I was staying in Botswana’s Linyanti concession, at Camp Linyanti when I had this amazing sighting. Game drives in the area are on shaded well-worn roads, which wind underneath beautiful mopane woodland. As we came around a corner there were two honey badgers – mother and baby – right on the edge of the road.
Surprisingly, the mother ran off leaving her youngster behind. He was crouching in a small hollow, staring up at us with big adorable eyes and seemed rather shy.
But these first impressions of mine were rather naïve. We moved a little closer in order to get a better angle but this did not please the little badger. When a honey badger feels threatened – even a very small one – their instinct is to attack. He ran out, hissing violently and bearing his razor-sharp teeth. It was astonishing to see such confidence in such a small creature.

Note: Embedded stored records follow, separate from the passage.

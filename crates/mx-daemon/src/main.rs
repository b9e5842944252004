//! matrix-fabric daemon — per-workspace client connecting the local store
//! to the hub.

use anyhow::{Context, Result};
use mx_core::config::FabricConfig;
use mx_core::lockfile::{AcquireResult, DaemonLockfile};
use mx_daemon::Daemon;
use mx_store::Store;
use tracing::info;

#[global_allocator]
static GLOBAL: mimalloc::MiMalloc = mimalloc::MiMalloc;

#[tokio::main]
async fn main() -> Result<()> {
    mx_telemetry::logging::init_logging("mx-daemon", "info");

    let config = FabricConfig::load().unwrap_or_else(|e| {
        tracing::warn!(error = %e, "failed to load config, using defaults");
        FabricConfig::from_env()
    });

    let home = std::env::var("HOME").unwrap_or_else(|_| "/tmp".to_string());
    let store_path = config.store.path.replacen("~", &home, 1);
    if let Some(parent) = std::path::Path::new(&store_path).parent() {
        std::fs::create_dir_all(parent).ok();
    }
    let store = Store::open(&store_path)
        .await
        .with_context(|| format!("failed to open store at {store_path}"))?;

    let daemon = Daemon::from_config(store, &config);
    let shared = daemon.shared();
    let shutdown = daemon.shutdown_handle();

    let listener = tokio::net::TcpListener::bind(("127.0.0.1", config.daemon.port))
        .await
        .with_context(|| format!("failed to bind daemon port {}", config.daemon.port))?;
    let port = listener.local_addr()?.port();

    let lockfile = DaemonLockfile {
        pid: std::process::id(),
        port,
        host: "127.0.0.1".into(),
        matrix_id: shared.matrix_id.clone(),
        started_at: chrono::Utc::now().to_rfc3339(),
        version: env!("CARGO_PKG_VERSION").to_string(),
    };
    match lockfile.acquire().context("lockfile I/O error")? {
        AcquireResult::Acquired => {}
        AcquireResult::AlreadyRunning(existing) => {
            eprintln!(
                "matrix daemon already running (pid={}, api={})",
                existing.pid,
                existing.local_url()
            );
            std::process::exit(1);
        }
        AcquireResult::StaleRemoved => {
            // Retry once after stale cleanup.
            if !matches!(
                lockfile.acquire().context("lockfile I/O error")?,
                AcquireResult::Acquired
            ) {
                eprintln!("failed to acquire daemon lockfile after stale cleanup");
                std::process::exit(1);
            }
        }
    }

    let ctrl_shutdown = shutdown.clone();
    tokio::spawn(async move {
        if tokio::signal::ctrl_c().await.is_ok() {
            info!("ctrl-c received, shutting down daemon");
            DaemonLockfile::remove();
            ctrl_shutdown.trigger();
        }
    });

    info!(matrix_id = %shared.matrix_id, port, "daemon starting");
    let result = daemon.run(listener).await;
    DaemonLockfile::remove();
    result
}
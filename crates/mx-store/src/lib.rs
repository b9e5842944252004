//! Durable embedded store shared by the fabric processes of one workspace.
//!
//! A single SQLite file holds agents, sessions, learnings, unified tasks,
//! missions, the matrix registry, the matrix message queues, the sequence
//! counters, and the search telemetry log. All co-located processes (hub,
//! daemon, orchestrator) open the same file; WAL mode plus a 5 s busy
//! timeout turn lock contention into waits instead of errors, and schema
//! bring-up is serialized by a file-based init lock.
//!
//! The correctness-critical operations — the fenced mission claim, the
//! atomic dequeue, and the sequence counter — are each a single guarded
//! statement (or one `BEGIN IMMEDIATE` transaction); see `missions.rs` and
//! `messages.rs`.

use std::path::Path;

use mx_core::lockfile::{InitLock, InitLockError};
use tokio_rusqlite::Connection;

mod agents;
mod learnings;
mod messages;
mod missions;
mod registry;
mod schema;
mod search_log;
mod sessions;
mod unified;

pub use learnings::LearningFilter;
pub use messages::EnqueueRequest;
pub use missions::{ClaimFailure, ClaimOutcome, DequeueError};
pub use unified::NewUnifiedTask;

// ---------------------------------------------------------------------------
// Errors
// ---------------------------------------------------------------------------

#[derive(Debug, thiserror::Error)]
pub enum StoreError {
    #[error("database error: {0}")]
    Db(#[from] tokio_rusqlite::Error),
    #[error("{entity} not found: {id}")]
    NotFound { entity: &'static str, id: String },
    #[error("constraint violated: {0}")]
    Constraint(String),
    #[error("init lock: {0}")]
    InitLock(#[from] InitLockError),
}

impl StoreError {
    pub fn not_found(entity: &'static str, id: impl Into<String>) -> Self {
        Self::NotFound {
            entity,
            id: id.into(),
        }
    }

    pub fn is_not_found(&self) -> bool {
        matches!(self, StoreError::NotFound { .. })
    }
}

pub type Result<T> = std::result::Result<T, StoreError>;

// ---------------------------------------------------------------------------
// helpers — enum <-> SQLite string
// ---------------------------------------------------------------------------

pub(crate) fn enum_to_sql<T: serde::Serialize>(val: &T) -> String {
    let s = serde_json::to_string(val).expect("serialize enum");
    s.trim_matches('"').to_string()
}

pub(crate) fn enum_from_sql<T: serde::de::DeserializeOwned>(raw: &str) -> T {
    let quoted = format!("\"{}\"", raw);
    serde_json::from_str(&quoted).expect("deserialize enum")
}

/// Decode a JSON-typed column, mapping decode failures to a column
/// conversion error instead of panicking on read.
pub(crate) fn json_column<T: serde::de::DeserializeOwned>(
    idx: usize,
    raw: &str,
) -> rusqlite::Result<T> {
    serde_json::from_str(raw).map_err(|e| {
        rusqlite::Error::FromSqlConversionFailure(idx, rusqlite::types::Type::Text, Box::new(e))
    })
}

pub(crate) fn parse_ts(raw: &str) -> chrono::DateTime<chrono::Utc> {
    chrono::DateTime::parse_from_rfc3339(raw)
        .expect("valid rfc3339 timestamp")
        .with_timezone(&chrono::Utc)
}

pub(crate) fn parse_ts_opt(raw: Option<String>) -> Option<chrono::DateTime<chrono::Utc>> {
    raw.map(|s| parse_ts(&s))
}

// ---------------------------------------------------------------------------
// Store
// ---------------------------------------------------------------------------

/// Async handle on the workspace store.
///
/// Cheap to clone; all calls are serialized onto the connection's worker
/// thread by `tokio_rusqlite`.
#[derive(Clone)]
pub struct Store {
    conn: Connection,
}

impl Store {
    /// Open (or create) the store at the given file path.
    ///
    /// Schema creation runs under the init lock so that concurrent
    /// processes bringing up the same file do not race migrations; a lock
    /// file older than 30 s is treated as abandoned and reclaimed.
    pub async fn open(path: impl AsRef<Path>) -> Result<Self> {
        let path = path.as_ref();
        let init_lock = match InitLock::acquire(path) {
            Ok(lock) => Some(lock),
            Err(InitLockError::Held(holder)) => {
                // Another process is initializing; by the time our busy
                // timeout expires the schema will exist. Migrations are
                // idempotent, so running them again is harmless.
                tracing::debug!(holder = %holder, "init lock held, proceeding without it");
                None
            }
            Err(e) => return Err(e.into()),
        };

        let conn = Connection::open(path).await?;
        let store = Self { conn };
        store.init_schema().await?;
        drop(init_lock);
        Ok(store)
    }

    /// Purely in-memory store (tests).
    pub async fn open_in_memory() -> Result<Self> {
        let conn = Connection::open_in_memory().await?;
        let store = Self { conn };
        store.init_schema().await?;
        Ok(store)
    }

    pub(crate) fn conn(&self) -> &Connection {
        &self.conn
    }

    async fn init_schema(&self) -> Result<()> {
        self.conn
            .call(|conn| {
                schema::apply(conn)?;
                Ok(())
            })
            .await?;
        Ok(())
    }
}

We took a few pictures and then left him alone. I couldn’t help imagining the youngster running home to his parents: “Dad! Dad! Guess what!? Mom and I saw a BIG cruiser, it was HUGE Dad! And Mom was too scared so she ran away but I was so brave, and I chased it away all on my own!”
Why you should NOT get on the wrong side of a honey badger
(Thanks to Richard Despard Estes’ The Behavior Guide to African Mammals):
– They may be small compared to other carnivores, but honey badgers are broad and powerfully built with razor-sharp claws (digging ability is second only to the aardvark) and teeth and jaws adapted especially for crushing.

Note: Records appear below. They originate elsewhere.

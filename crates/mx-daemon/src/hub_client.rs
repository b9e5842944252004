//! The hub connection task: register, connect, read, transmit, reconnect.
//!
//! Owns the WebSocket. Inbound `message` frames are persisted (dedup by
//! message id) and published on the event bus; `ping` frames get a `pong`.
//! Outbound frames arrive over a channel together with an ack sender, so the
//! outbound worker can drive its two-phase commit off the actual socket
//! write result. Reconnects use exponential backoff with jitter; repeated
//! auth failures stop the loop until `/auth-reset`.

use std::sync::Arc;
use std::time::Duration;

use chrono::Utc;
use futures_util::{SinkExt, StreamExt};
use mx_core::shutdown::ShutdownSignal;
use mx_core::types::{MatrixMessage, MessageStatus, MessageType};
use rand::Rng;
use serde::Deserialize;
use tokio::sync::mpsc;
use tokio_tungstenite::tungstenite::Message as WsMessage;
use tracing::{debug, info, warn};

use crate::state::{OutboundFrame, Shared};

/// Reconnect backoff bounds.
const RECONNECT_BASE: Duration = Duration::from_secs(1);
const RECONNECT_MAX: Duration = Duration::from_secs(60);

#[derive(Debug, Deserialize)]
struct RegisterResponse {
    token: String,
}

/// Hub → client frames the daemon cares about.
#[derive(Debug, Deserialize)]
#[serde(tag = "type")]
#[serde(rename_all = "snake_case")]
enum HubFrame {
    Registered {
        matrix_id: String,
        online_matrices: Vec<String>,
    },
    Message {
        from: String,
        content: String,
        timestamp: String,
        #[serde(default)]
        metadata: Option<serde_json::Value>,
    },
    Presence {
        matrix_id: String,
        status: String,
    },
    Ping,
    Error {
        code: String,
        message: String,
    },
}

/// Run the connection loop until shutdown.
pub async fn run(
    shared: Shared,
    mut out_rx: mpsc::Receiver<OutboundFrame>,
    shutdown: ShutdownSignal,
) {
    let mut shutdown_rx = shutdown.subscribe();
    let http = reqwest::Client::builder()
        .timeout(Duration::from_secs(5))
        .build()
        .expect("reqwest client");
    let mut attempt: u32 = 0;

    loop {
        if shutdown.is_shutting_down() {
            break;
        }
        // While disconnected, fail queued transmits immediately so the
        // outbound worker can park the rows with backoff instead of waiting
        // on a socket that is not there.
        while let Ok((_frame, ack)) = out_rx.try_recv() {
            let _ = ack.send(Err("not connected".to_string()));
        }
        if shared.auth.is_stopped() {
            // Wait for an operator /auth-reset (or shutdown).
            tokio::select! {
                _ = shared.reconnect.notified() => continue,
                _ = shutdown_rx.recv() => break,
            }
        }

        let token = match register(&http, &shared).await {
            Ok(token) => {
                shared.auth.record_success();
                token
            }
            Err(RegisterError::Auth(e)) => {
                let stopped = shared.auth.record_failure(e.clone());
                warn!(error = %e, stopped, "hub registration rejected");
                if !stopped {
                    backoff_sleep(&mut attempt, &mut shutdown_rx).await;
                }
                continue;
            }
            Err(RegisterError::Transport(e)) => {
                debug!(error = %e, "hub unreachable, staying in queued-only mode");
                backoff_sleep(&mut attempt, &mut shutdown_rx).await;
                continue;
            }
        };

        let ws_url = format!(
            "{}/?token={}&display_name={}",
            shared.hub_url.replacen("http", "ws", 1),
            token,
            shared.display_name,
        );
        let mut socket = match tokio_tungstenite::connect_async(&ws_url).await {
            Ok((socket, _)) => socket,
            Err(e) => {
                warn!(error = %e, "websocket connect failed");
                backoff_sleep(&mut attempt, &mut shutdown_rx).await;
                continue;
            }
        };

        info!(hub = %shared.hub_url, "connected to hub");
        attempt = 0;
        shared.set_connected(true);
        shared.kick.notify_one();

        // Connected loop: reads, transmits, reacts to shutdown.
        loop {
            tokio::select! {
                inbound = socket.next() => {
                    match inbound {
                        Some(Ok(WsMessage::Text(text))) => {
                            handle_frame(&shared, &mut socket, text.as_str()).await;
                        }
                        Some(Ok(WsMessage::Close(frame))) => {
                            info!(?frame, "hub closed the connection");
                            break;
                        }
                        Some(Ok(_)) => {}
                        Some(Err(e)) => {
                            warn!(error = %e, "socket error");
                            break;
                        }
                        None => break,
                    }
                }
                outbound = out_rx.recv() => {
                    let Some((frame, ack)) = outbound else { break };
                    let result = socket
                        .send(WsMessage::text(frame))
                        .await
                        .map_err(|e| e.to_string());
                    let _ = ack.send(result);
                }
                _ = shutdown_rx.recv() => {
                    let _ = socket.close(None).await;
                    shared.set_connected(false);
                    return;
                }
            }
        }

        shared.set_connected(false);
        backoff_sleep(&mut attempt, &mut shutdown_rx).await;
    }
    shared.set_connected(false);
}

enum RegisterError {
    Auth(String),
    Transport(String),
}

async fn register(http: &reqwest::Client, shared: &Shared) -> Result<String, RegisterError> {
    let mut url = format!(
        "{}/register?matrix_id={}&display_name={}",
        shared.hub_url, shared.matrix_id, shared.display_name
    );
    if let Some(pin) = shared.auth.pin() {
        url.push_str(&format!("&pin={pin}"));
    }
    let response = http
        .get(&url)
        .send()
        .await
        .map_err(|e| RegisterError::Transport(e.to_string()))?;
    let status = response.status();
    if status == reqwest::StatusCode::UNAUTHORIZED {
        return Err(RegisterError::Auth("invalid PIN (401)".into()));
    }
    if !status.is_success() {
        return Err(RegisterError::Transport(format!("register returned {status}")));
    }
    let body: RegisterResponse = response
        .json()
        .await
        .map_err(|e| RegisterError::Transport(e.to_string()))?;
    Ok(body.token)
}

type Socket =
    tokio_tungstenite::WebSocketStream<tokio_tungstenite::MaybeTlsStream<tokio::net::TcpStream>>;

async fn handle_frame(shared: &Shared, socket: &mut Socket, raw: &str) {
    let frame: HubFrame = match serde_json::from_str(raw) {
        Ok(frame) => frame,
        Err(_) => {
            debug!(raw, "unparseable hub frame dropped");
            return;
        }
    };
    match frame {
        HubFrame::Ping => {
            let pong = serde_json::json!({"type": "pong", "matrix_id": shared.matrix_id});
            let _ = socket.send(WsMessage::text(pong.to_string())).await;
        }
        HubFrame::Registered {
            matrix_id,
            online_matrices,
        } => {
            debug!(%matrix_id, online = online_matrices.len(), "hub registration confirmed");
        }
        HubFrame::Presence { matrix_id, status } => {
            debug!(%matrix_id, %status, "peer presence");
        }
        HubFrame::Error { code, message } => {
            warn!(%code, %message, "hub error frame");
        }
        HubFrame::Message {
            from,
            content,
            timestamp,
            metadata,
        } => {
            let message = inbound_message(from, content, &timestamp, metadata);
            match shared.store.insert_inbound(&message).await {
                Ok(true) => shared.events.publish(Arc::new(message)),
                Ok(false) => {
                    debug!(message_id = %message.id, "duplicate delivery ignored");
                }
                Err(e) => warn!(error = %e, "failed to persist inbound message"),
            }
        }
    }
}

/// Build the local row for a received message. Id and sequence number come
/// from the sender's metadata so dedup and per-sender ordering hold across
/// redeliveries.
fn inbound_message(
    from: String,
    content: String,
    timestamp: &str,
    metadata: Option<serde_json::Value>,
) -> MatrixMessage {
    let message_id = metadata
        .as_ref()
        .and_then(|m| m.get("message_id"))
        .and_then(|v| v.as_str())
        .map(|s| s.to_string())
        .unwrap_or_else(|| uuid::Uuid::new_v4().to_string());
    let sequence_number = metadata
        .as_ref()
        .and_then(|m| m.get("sequence_number"))
        .and_then(|v| v.as_i64())
        .unwrap_or(0);
    let message_type = metadata
        .as_ref()
        .and_then(|m| m.get("kind"))
        .and_then(|v| v.as_str())
        .map(|kind| {
            if kind == "direct" {
                MessageType::Direct
            } else {
                MessageType::Broadcast
            }
        })
        .unwrap_or(MessageType::Broadcast);
    let created_at = chrono::DateTime::parse_from_rfc3339(timestamp)
        .map(|d| d.with_timezone(&Utc))
        .unwrap_or_else(|_| Utc::now());

    MatrixMessage {
        id: message_id,
        from_matrix: from,
        to_matrix: None,
        content,
        message_type,
        status: MessageStatus::Delivered,
        retry_count: 0,
        max_retries: mx_core::types::DEFAULT_MAX_RETRIES,
        next_retry_at: None,
        sequence_number,
        metadata,
        created_at,
        attempted_at: None,
        sent_at: None,
        delivered_at: Some(Utc::now()),
        read_at: None,
        last_error: None,
    }
}

async fn backoff_sleep(
    attempt: &mut u32,
    shutdown_rx: &mut tokio::sync::broadcast::Receiver<()>,
) {
    let exp = (*attempt).min(6);
    let base = RECONNECT_BASE.as_millis() as u64;
    let delay = (base << exp).min(RECONNECT_MAX.as_millis() as u64);
    let jitter = rand::thread_rng().gen_range(0..500);
    *attempt += 1;
    tokio::select! {
        _ = tokio::time::sleep(Duration::from_millis(delay + jitter)) => {}
        _ = shutdown_rx.recv() => {}
    }
}

#[cfg(test)]
mod tests {
    use super::*;

    #[test]
    fn inbound_message_reads_metadata_fields() {
        let metadata = serde_json::json!({
            "message_id": "m-1",
            "sequence_number": 42,
            "kind": "direct",
        });
        let message = inbound_message(
            "beta".into(),
            "hello".into(),
            "2026-08-01T10:00:00+00:00",
            Some(metadata),
        );
        assert_eq!(message.id, "m-1");
        assert_eq!(message.sequence_number, 42);
        assert_eq!(message.message_type, MessageType::Direct);
        assert_eq!(message.status, MessageStatus::Delivered);
        assert!(message.delivered_at.is_some());
    }

    #[test]
    fn inbound_message_defaults_without_metadata() {
        let message = inbound_message("beta".into(), "x".into(), "garbage", None);
        assert_eq!(message.sequence_number, 0);
        assert_eq!(message.message_type, MessageType::Broadcast);
        assert!(!message.id.is_empty());
    }
}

– Their skin is nearly impenetrable (6mm thick around the neck). It’s also very loose, making it difficult for other animals to grip and allowing them to twist and bite their attacker.
– Folklore, also backed up by some circumstantial evidence, says that the ratel (the Afrikaans name for the honey badger) goes for the scrotum when it attacks large animals, including man.

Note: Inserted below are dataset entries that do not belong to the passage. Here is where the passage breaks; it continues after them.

use serde::{Deserialize, Serialize};
use std::path::PathBuf;

/// Top-level fabric configuration.
///
/// Loaded from `~/.matrix-fabric/config.toml` when present, then overridden
/// by the `MATRIX_*` / retrieval / embedding environment variables. Unknown
/// environment variables are ignored; malformed values fall back to the
/// default with a warning.
#[derive(Debug, Clone, Serialize, Deserialize, Default)]
pub struct FabricConfig {
    #[serde(default)]
    pub hub: HubConfig,
    #[serde(default)]
    pub daemon: DaemonConfig,
    #[serde(default)]
    pub store: StoreConfig,
    #[serde(default)]
    pub retrieval: RetrievalConfig,
    #[serde(default)]
    pub embedding: EmbeddingConfig,
    #[serde(default)]
    pub identity: IdentityConfig,
}

impl FabricConfig {
    /// Load config from the default path, falling back to defaults when the
    /// file does not exist, then apply environment overrides.
    pub fn load() -> Result<Self, ConfigError> {
        let path = Self::default_path();
        let mut cfg = if path.exists() {
            let text =
                std::fs::read_to_string(&path).map_err(|e| ConfigError::Io(e.to_string()))?;
            toml::from_str(&text).map_err(|e| ConfigError::Parse(e.to_string()))?
        } else {
            FabricConfig::default()
        };
        cfg.apply_env();
        Ok(cfg)
    }

    /// Load from a specific path (no environment overrides).
    pub fn load_from(path: impl Into<PathBuf>) -> Result<Self, ConfigError> {
        let path = path.into();
        let text = std::fs::read_to_string(&path).map_err(|e| ConfigError::Io(e.to_string()))?;
        toml::from_str(&text).map_err(|e| ConfigError::Parse(e.to_string()))
    }

    /// Environment-only configuration (defaults + env overrides).
    pub fn from_env() -> Self {
        let mut cfg = FabricConfig::default();
        cfg.apply_env();
        cfg
    }

    pub fn default_path() -> PathBuf {
        dirs::home_dir()
            .unwrap_or_else(|| PathBuf::from("."))
            .join(".matrix-fabric")
            .join("config.toml")
    }

    /// Apply recognized environment variables on top of the current values.
    pub fn apply_env(&mut self) {
        env_override("MATRIX_HUB_PORT", &mut self.hub.port);
        env_override_string("MATRIX_HUB_HOST", &mut self.hub.host);
        if let Ok(pin) = std::env::var("MATRIX_HUB_PIN") {
            self.hub.pin = if pin.eq_ignore_ascii_case("disabled") {
                PinSetting::Disabled
            } else {
                PinSetting::Configured(pin)
            };
        }
        if let Ok(secret) = std::env::var("MATRIX_HUB_SECRET") {
            self.hub.secret = Some(secret);
        }
        env_override("MATRIX_TOKEN_EXPIRY_HOURS", &mut self.hub.token_expiry_hours);
        env_override_opt_string("MATRIX_HUB_TLS_CERT", &mut self.hub.tls_cert);
        env_override_opt_string("MATRIX_HUB_TLS_KEY", &mut self.hub.tls_key);
        env_override_opt_string("MATRIX_HUB_TLS_PASSPHRASE", &mut self.hub.tls_passphrase);

        env_override("MATRIX_DAEMON_PORT", &mut self.daemon.port);
        env_override("INDEXER_DAEMON_PORT", &mut self.daemon.indexer_port);

        env_override("VECTOR_WEIGHT", &mut self.retrieval.vector_weight);
        env_override("KEYWORD_WEIGHT", &mut self.retrieval.keyword_weight);

        env_override_string("EMBEDDING_PROVIDER", &mut self.embedding.provider);
        env_override_string("EMBEDDING_MODEL", &mut self.embedding.model);
        env_override("EMBEDDING_BATCH_SIZE", &mut self.embedding.batch_size);

        if let Ok(raw) = std::env::var("MEMORY_AGENT_ID") {
            match raw.parse() {
                Ok(v) => self.identity.agent_id = Some(v),
                Err(_) => tracing::warn!(value = %raw, "MEMORY_AGENT_ID is not numeric, ignoring"),
            }
        }
        env_override_opt_string("MEMORY_PROJECT_PATH", &mut self.identity.project_path);
    }
}

fn env_override<T: std::str::FromStr>(name: &str, slot: &mut T) {
    if let Ok(raw) = std::env::var(name) {
        match raw.parse() {
            Ok(v) => *slot = v,
            Err(_) => tracing::warn!(var = name, value = %raw, "unparseable env value, keeping default"),
        }
    }
}

fn env_override_string(name: &str, slot: &mut String) {
    if let Ok(raw) = std::env::var(name) {
        *slot = raw;
    }
}

fn env_override_opt_string(name: &str, slot: &mut Option<String>) {
    if let Ok(raw) = std::env::var(name) {
        *slot = Some(raw);
    }
}

// ---------------------------------------------------------------------------
// Error
// ---------------------------------------------------------------------------

#[derive(Debug, thiserror::Error)]
pub enum ConfigError {
    #[error("io: {0}")]
    Io(String),
    #[error("parse: {0}")]
    Parse(String),
}

// ---------------------------------------------------------------------------
// Section structs
// ---------------------------------------------------------------------------

/// How the hub gates `/register`.
#[derive(Debug, Clone, Serialize, Deserialize, Default, PartialEq, Eq)]
#[serde(rename_all = "snake_case")]
pub enum PinSetting {
    /// Generate a random 6-char alphanumeric PIN at startup and log it.
    #[default]
    Random,
    /// Operator-supplied PIN.
    Configured(String),
    /// No PIN check at all.
    Disabled,
}

#[derive(Debug, Clone, Serialize, Deserialize)]
pub struct HubConfig {
    #[serde(default = "default_hub_port")]
    pub port: u16,
    #[serde(default = "default_hub_host")]
    pub host: String,
    #[serde(default)]
    pub pin: PinSetting,
    /// Required for production token issuance; a random secret is minted at
    /// startup when absent.
    #[serde(default)]
    pub secret: Option<String>,
    #[serde(default = "default_token_expiry_hours")]
    pub token_expiry_hours: u64,
    #[serde(default)]
    pub tls_cert: Option<String>,
    #[serde(default)]
    pub tls_key: Option<String>,
    #[serde(default)]
    pub tls_passphrase: Option<String>,
}

impl Default for HubConfig {
    fn default() -> Self {
        Self {
            port: default_hub_port(),
            host: default_hub_host(),
            pin: PinSetting::default(),
            secret: None,
            token_expiry_hours: default_token_expiry_hours(),
            tls_cert: None,
            tls_key: None,
            tls_passphrase: None,
        }
    }
}

fn default_hub_port() -> u16 {
    8081
}
fn default_hub_host() -> String {
    "localhost".into()
}
fn default_token_expiry_hours() -> u64 {
    2
}

#[derive(Debug, Clone, Serialize, Deserialize)]
pub struct DaemonConfig {
    #[serde(default = "default_daemon_port")]
    pub port: u16,
    #[serde(default = "default_indexer_port")]
    pub indexer_port: u16,
    /// Display name announced to the hub; matrix id defaults to it.
    #[serde(default)]
    pub display_name: Option<String>,
}

impl Default for DaemonConfig {
    fn default() -> Self {
        Self {
            port: default_daemon_port(),
            indexer_port: default_indexer_port(),
            display_name: None,
        }
    }
}

fn default_daemon_port() -> u16 {
    37888
}
fn default_indexer_port() -> u16 {
    37889
}

#[derive(Debug, Clone, Serialize, Deserialize)]
pub struct StoreConfig {
    #[serde(default = "default_store_path")]
    pub path: String,
}

impl Default for StoreConfig {
    fn default() -> Self {
        Self {
            path: default_store_path(),
        }
    }
}

fn default_store_path() -> String {
    "~/.matrix-fabric/fabric.db".into()
}

#[derive(Debug, Clone, Serialize, Deserialize)]
pub struct RetrievalConfig {
    #[serde(default = "default_vector_weight")]
    pub vector_weight: f64,
    #[serde(default = "default_keyword_weight")]
    pub keyword_weight: f64,
}

impl Default for RetrievalConfig {
    fn default() -> Self {
        Self {
            vector_weight: default_vector_weight(),
            keyword_weight: default_keyword_weight(),
        }
    }
}

fn default_vector_weight() -> f64 {
    0.36
}
fn default_keyword_weight() -> f64 {
    0.64
}

#[derive(Debug, Clone, Serialize, Deserialize)]
pub struct EmbeddingConfig {
    #[serde(default = "default_embedding_provider")]
    pub provider: String,
    #[serde(default = "default_embedding_model")]
    pub model: String,
    #[serde(default = "default_embedding_batch")]
    pub batch_size: usize,
    /// Base URL of the embedding endpoint; provider-specific default applies
    /// when unset.
    #[serde(default)]
    pub base_url: Option<String>,
    /// Base URL of the ANN store.
    #[serde(default = "default_ann_url")]
    pub ann_url: String,
}

impl Default for EmbeddingConfig {
    fn default() -> Self {
        Self {
            provider: default_embedding_provider(),
            model: default_embedding_model(),
            batch_size: default_embedding_batch(),
            base_url: None,
            ann_url: default_ann_url(),
        }
    }
}

fn default_embedding_provider() -> String {
    "openai".into()
}
fn default_embedding_model() -> String {
    "text-embedding-3-small".into()
}
fn default_embedding_batch() -> usize {
    32
}
fn default_ann_url() -> String {
    "http://127.0.0.1:6333".into()
}

#[derive(Debug, Clone, Serialize, Deserialize, Default)]
pub struct IdentityConfig {
    #[serde(default)]
    pub agent_id: Option<i64>,
    #[serde(default)]
    pub project_path: Option<String>,
}

// ---------------------------------------------------------------------------
// Tests
// ---------------------------------------------------------------------------

#[cfg(test)]
mod tests {
    use super::*;

    #[test]
    fn defaults_match_documented_values() {
        let cfg = FabricConfig::default();
        assert_eq!(cfg.hub.port, 8081);
        assert_eq!(cfg.hub.host, "localhost");
        assert_eq!(cfg.hub.token_expiry_hours, 2);
        assert_eq!(cfg.daemon.port, 37888);
        assert_eq!(cfg.daemon.indexer_port, 37889);
        assert!((cfg.retrieval.vector_weight - 0.36).abs() < f64::EPSILON);
        assert!((cfg.retrieval.keyword_weight - 0.64).abs() < f64::EPSILON);
        assert_eq!(cfg.embedding.batch_size, 32);
        assert_eq!(cfg.hub.pin, PinSetting::Random);
    }

    #[test]
    fn toml_roundtrip() {
        let cfg = FabricConfig::default();
        let text = toml::to_string_pretty(&cfg).unwrap();
        let parsed: FabricConfig = toml::from_str(&text).unwrap();
        assert_eq!(parsed.hub.port, cfg.hub.port);
        assert_eq!(parsed.daemon.port, cfg.daemon.port);
    }

    #[test]
    fn partial_toml_uses_defaults() {
        let parsed: FabricConfig = toml::from_str("[hub]\nport = 9999\n").unwrap();
        assert_eq!(parsed.hub.port, 9999);
        assert_eq!(parsed.hub.host, "localhost");
        assert_eq!(parsed.daemon.port, 37888);
    }

    #[test]
    fn pin_disabled_parses() {
        let parsed: FabricConfig = toml::from_str("[hub]\npin = \"disabled\"\n").unwrap();
        assert_eq!(parsed.hub.pin, PinSetting::Disabled);
    }
}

– It can let out a foul smelling anal-sac fluid in self-defence.
– The honey badger’s main defence is to attack and this does not depend on how big or how dangerous the opponent is. People, lions and even cars are not exempt from this behaviour, and the animals have been known to bite tyres and scratch car doors.
– Black mambas, pythons, scorpions and tortoises (extracted from their shells) are all part of the honey badger’s very interesting diet, depending on habitat, size etc.
– Vocal sounds include growling, grunting, hissing, screaming and whining.
The honey badger is a beautiful and interesting animal, best left unprovoked and viewed from the safety of a vehicle!